Unless otherwise noted in the footnotes to the following table, and subject to applicable community property laws, the persons and entities named in the table have sole voting and investment power with respect to their beneficially owned Common Stock and preferred stock.

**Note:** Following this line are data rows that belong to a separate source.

mod common;

use common::noise_image;
use image::GrayImage;
use mono_visual_odometry::OdometryError;
use mono_visual_odometry::camera_model::{CameraIntrinsics, CameraModel, CropRect, Pinhole, to_gray};

#[test]
fn rectified_frame_has_crop_size() {
    let camera = CameraModel::new(CameraIntrinsics::default()).unwrap();
    let raw = noise_image(640, 360, 1);
    let rectified = camera.rectify(&raw);
    assert_eq!(rectified.dimensions(), (590, 310));
    assert_eq!(camera.output_size(), (590, 310));
    assert!(camera.expects(640, 360));
    assert!(!camera.expects(360, 640));
}

#[test]
fn default_pose_intrinsics_follow_the_crop() {
    let intrinsics = CameraIntrinsics::default();
    let pose = intrinsics.pose_intrinsics();
    assert!((pose.focal - 482.05945726).abs() < 1e-9);
    assert!((pose.principal_point.0 - (305.34544298 - 20.0)).abs() < 1e-9);
    assert!((pose.principal_point.1 - (176.55010834 - 25.0)).abs() < 1e-9);
    let centre = pose.normalize(&glam::Vec2::new(
        pose.principal_point.0 as f32,
        pose.principal_point.1 as f32,
    ));
    assert!(centre.x.abs() < 1e-6 && centre.y.abs() < 1e-6);
}

#[test]
fn zero_distortion_is_identity() {
    let k = Pinhole::new(300.0, 300.0, 80.0, 60.0);
    let intrinsics = CameraIntrinsics {
        width: 160,
        height: 120,
        camera: k,
        distortion: [0.0; 5],
        rectified: k,
        crop: CropRect {
            x: 0,
            y: 0,
            width: 160,
            height: 120,
        },
    };
    let camera = CameraModel::new(intrinsics).unwrap();
    let raw = noise_image(160, 120, 7);
    let rectified = camera.rectify(&raw);
    for y in 1..119 {
        for x in 1..159 {
            let a = raw.get_pixel(x, y)[0] as i32;
            let b = rectified.get_pixel(x, y)[0] as i32;
            assert!((a - b).abs() <= 1, "({}, {}): {} vs {}", x, y, a, b);
        }
    }
}

#[test]
fn ramp_stays_monotone_after_rectification() {
    let camera = CameraModel::new(CameraIntrinsics::default()).unwrap();
    let mut raw = GrayImage::new(640, 360);
    for y in 0..360 {
        for x in 0..640 {
            raw.put_pixel(x, y, image::Luma([(x / 4) as u8]));
        }
    }
    let rectified = camera.rectify(&raw);
    // horizontal ramp stays monotone along the central row
    let row = 155;
    let mut last = 0u8;
    for x in 0..590 {
        let v = rectified.get_pixel(x, row)[0];
        assert!(v + 1 >= last, "x = {}", x);
        last = v;
    }
}

#[test]
fn crop_outside_the_frame_is_rejected() {
    let intrinsics = CameraIntrinsics {
        crop: CropRect {
            x: 100,
            y: 0,
            width: 600,
            height: 100,
        },
        ..CameraIntrinsics::default()
    };
    assert!(matches!(
        CameraModel::new(intrinsics),
        Err(OdometryError::MalformedInput { .. })
    ));
}

#[test]
fn overflowing_crop_is_rejected() {
    for crop in [
        CropRect {
            x: u32::MAX,
            y: 0,
            width: 10,
            height: 10,
        },
        CropRect {
            x: 0,
            y: u32::MAX - 5,
            width: 10,
            height: 10,
        },
    ] {
        let intrinsics = CameraIntrinsics {
            crop,
            ..CameraIntrinsics::default()
        };
        assert!(matches!(
            CameraModel::new(intrinsics),
            Err(OdometryError::MalformedInput { .. })
        ));
    }
}

#[test]
fn color_frames_become_gray() {
    let color = image::DynamicImage::new_rgb8(8, 4);
    let gray = to_gray(&color);
    assert_eq!(gray.dimensions(), (8, 4));
}
//! Projective geometry primitives: RANSAC, homography, epipolar matrices and
//! pose decomposition.

pub mod epipolar;
pub mod homography;
pub mod pose;
pub mod ransac;

use nalgebra as na;

pub type PointPair = (na::Point2<f64>, na::Point2<f64>);

/// Hartley normalization: centroid to the origin, mean distance sqrt(2).
///
/// Returns `None` when all points coincide.
pub fn normalize_points(pts: &[na::Point2<f64>]) -> Option<(Vec<na::Point2<f64>>, na::Matrix3<f64>)> {
    if pts.is_empty() {
        return None;
    }
    let n = pts.len() as f64;
    let mx = pts.iter().map(|p| p.x).sum::<f64>() / n;
    let my = pts.iter().map(|p| p.y).sum::<f64>() / n;
    let mean_dist = pts
        .iter()
        .map(|p| ((p.x - mx).powi(2) + (p.y - my).powi(2)).sqrt())
        .sum::<f64>()
        / n;
    if mean_dist <= 1e-12 {
        return None;
    }
    let s = std::f64::consts::SQRT_2 / mean_dist;
    let t = na::Matrix3::new(s, 0.0, -s * mx, 0.0, s, -s * my, 0.0, 0.0, 1.0);
    let out = pts
        .iter()
        .map(|p| na::Point2::new(s * (p.x - mx), s * (p.y - my)))
        .collect();
    Some((out, t))
}

/// Right singular vector of the smallest singular value, as a 3x3 matrix
/// (row-major). Rows are zero-padded up to 9 so the nullspace is complete.
pub(crate) fn nullspace_mat3(a: &na::DMatrix<f64>) -> Option<na::Matrix3<f64>> {
    let a = if a.nrows() < 9 {
        let mut padded = na::DMatrix::zeros(9, 9);
        padded.view_mut((0, 0), (a.nrows(), 9)).copy_from(a);
        padded
    } else {
        a.clone()
    };
    let svd = a.svd(false, true);
    let v_t = svd.v_t?;
    let (min_idx, _) = svd
        .singular_values
        .iter()
        .enumerate()
        .min_by(|x, y| x.1.partial_cmp(y.1).unwrap_or(std::cmp::Ordering::Equal))?;
    let h = v_t.row(min_idx);
    Some(na::Matrix3::new(
        h[0], h[1], h[2], //
        h[3], h[4], h[5], //
        h[6], h[7], h[8],
    ))
}

pub fn skew(v: &na::Vector3<f64>) -> na::Matrix3<f64> {
    na::Matrix3::new(0.0, -v.z, v.y, v.z, 0.0, -v.x, -v.y, v.x, 0.0)
}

Except as indicated in the footnotes to the table, each of the stockholders listed below has sole voting and investment power with respect to the shares of Common Stock owned by such stockholders. Unless otherwise noted, the address of each beneficial owner is c/o NRx Pharmaceuticals, Inc., 1201 North Market Street, Suite 111, Wilmington, DE 19801.
The beneficial ownership of our Common Stock is based on 10,749,518 shares of Common Stock issued and outstanding as of August 21, 2024.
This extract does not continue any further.